:: TASK TO COMPLETE ::
For each line in the data that includes "LinkError", make a copy.

:: SOURCE INFORMATION ::
--- START ---

use clap::ValueEnum;
use tracing::level_filters::LevelFilter;

#[derive(Copy, Clone, Debug, ValueEnum)]
pub enum LogFormat {
    Text,
    Json,
}

#[derive(Copy, Clone, Debug, PartialEq, Eq, PartialOrd, Ord, ValueEnum)]
pub enum LogLevel {
    Off,
    Error,
    Warn,
    Info,
    Debug,
    Trace,
}

impl LogLevel {
    pub fn as_filter(self) -> LevelFilter {
        match self {
            LogLevel::Off => LevelFilter::OFF,
            LogLevel::Error => LevelFilter::ERROR,
            LogLevel::Warn => LevelFilter::WARN,
            LogLevel::Info => LevelFilter::INFO,
            LogLevel::Debug => LevelFilter::DEBUG,
            LogLevel::Trace => LevelFilter::TRACE,
        }
    }
}

/// Install the stderr subscriber. Message output owns stdout.
pub fn init_logging(format: LogFormat, level: LogLevel) {
    let builder = tracing_subscriber::fmt()
        .with_writer(std::io::stderr)
        .with_max_level(level.as_filter())
        .with_ansi(false)
        .with_target(level >= LogLevel::Debug);

    match format {
        LogFormat::Text => {
            let _ = builder.try_init();
        }
        LogFormat::Json => {
            let _ = builder.json().try_init();
        }
    }
}
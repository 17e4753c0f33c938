//! Message links for lanewire.
//!
//! A [`Link`] pairs a message writer and a message reader on one channel,
//! giving send/receive of whole message trees. On Unix, [`LinkListener`]
//! and [`connect`] set links up over Unix domain sockets.

pub mod error;
pub mod link;

#[cfg(unix)]
pub mod connector;
#[cfg(unix)]
pub mod listener;

pub use error::{LinkError, Result};
pub use link::{Link, LinkStatus};

#[cfg(unix)]
pub use connector::{connect, connect_with_config};
#[cfg(unix)]
pub use listener::LinkListener;
mod cmd;
mod exit;
mod logging;
mod output;
mod tree;

use clap::Parser;
use lanewire_frame::{FrameConfig, DEFAULT_MAX_MESSAGE_SIZE, DEFAULT_MAX_NODES};

use crate::cmd::Command;
use crate::logging::{init_logging, LogFormat, LogLevel};
use crate::output::OutputFormat;

#[derive(Parser, Debug)]
#[command(name = "lanewire", version, about = "Tree-structured messages over Unix sockets")]
struct Cli {
    /// Output format for received messages.
    #[arg(long, value_name = "FORMAT", global = true)]
    format: Option<OutputFormat>,

    /// Log output format (stderr).
    #[arg(long, value_name = "FORMAT", default_value = "text", global = true)]
    log_format: LogFormat,

    /// Minimum log level (stderr).
    #[arg(long, value_name = "LEVEL", default_value = "info", global = true)]
    log_level: LogLevel,

    /// Largest accepted message payload in bytes.
    #[arg(long, value_name = "BYTES", default_value_t = DEFAULT_MAX_MESSAGE_SIZE, global = true)]
    max_message_size: usize,

    /// Largest accepted node count per message.
    #[arg(
        long,
        value_name = "N",
        default_value_t = DEFAULT_MAX_NODES,
        value_parser = parse_max_nodes,
        global = true
    )]
    max_nodes: usize,

    #[command(subcommand)]
    command: Command,
}

/// Upper bound for `--max-nodes`: 16 Mi nodes, 64 MiB of layout.
const MAX_NODES_CAP: usize = 1 << 24;

fn parse_max_nodes(value: &str) -> Result<usize, String> {
    let nodes: usize = value.parse().map_err(|err| format!("{err}"))?;
    if nodes == 0 || nodes > MAX_NODES_CAP {
        return Err(format!("must be between 1 and {MAX_NODES_CAP}"));
    }
    Ok(nodes)
}

impl Cli {
    fn frame_config(&self) -> FrameConfig {
        FrameConfig::default()
            .with_max_message_size(self.max_message_size)
            .with_max_nodes(self.max_nodes)
    }
}

fn main() {
    let cli = Cli::parse();
    init_logging(cli.log_format, cli.log_level);

    let format = cli.format.unwrap_or_else(OutputFormat::default_for_stdout);
    let config = cli.frame_config();
    let result = cmd::run(cli.command, format, config);

    match result {
        Ok(code) => std::process::exit(code),
        Err(err) => {
            eprintln!("error: {err}");
            std::process::exit(err.code);
        }
    }
}
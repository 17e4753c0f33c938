fn main() {
    if let Ok(target) = std::env::var("TARGET") {
        println!("cargo:rustc-env=LANEWIRE_BUILD_TARGET={target}");
    }
    println!("cargo:rerun-if-env-changed=TARGET");
}
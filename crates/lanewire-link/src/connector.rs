use std::os::unix::net::UnixStream;
use std::path::Path;

use lanewire_frame::FrameConfig;
use tracing::debug;

use crate::error::{LinkError, Result};
use crate::link::Link;
use crate::listener::check_path_len;

/// Connect to a listening socket and wrap the stream in a link.
pub fn connect(path: impl AsRef<Path>) -> Result<Link> {
    connect_with_config(path, FrameConfig::default())
}

/// Connect with explicit message limits.
pub fn connect_with_config(path: impl AsRef<Path>, config: FrameConfig) -> Result<Link> {
    let path = path.as_ref();
    check_path_len(path)?;
    let stream = UnixStream::connect(path).map_err(|source| LinkError::Connect {
        path: path.to_path_buf(),
        source,
    })?;
    debug!(?path, "connected to unix domain socket");
    Link::from_stream_with_config(stream, config)
}

#[cfg(test)]
mod tests {
    use super::*;

    #[test]
    fn connect_to_missing_socket_fails() {
        let path = format!("/tmp/lanewire-missing-{}.sock", std::process::id());
        let err = connect(&path).unwrap_err();
        assert!(matches!(err, LinkError::Connect { .. }));
    }

    #[test]
    fn connect_rejects_long_path() {
        let path = "/tmp/".to_string() + &"b".repeat(200);
        assert!(matches!(connect(&path), Err(LinkError::PathTooLong { .. })));
    }
}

--- END ---

:: FINISHED EXERCISE ::
pub use error::{LinkError, Result};
use crate::error::{LinkError, Result};
    let stream = UnixStream::connect(path).map_err(|source| LinkError::Connect {
        assert!(matches!(err, LinkError::Connect { .. }));
        assert!(matches!(connect(&path), Err(LinkError::PathTooLong { .. })));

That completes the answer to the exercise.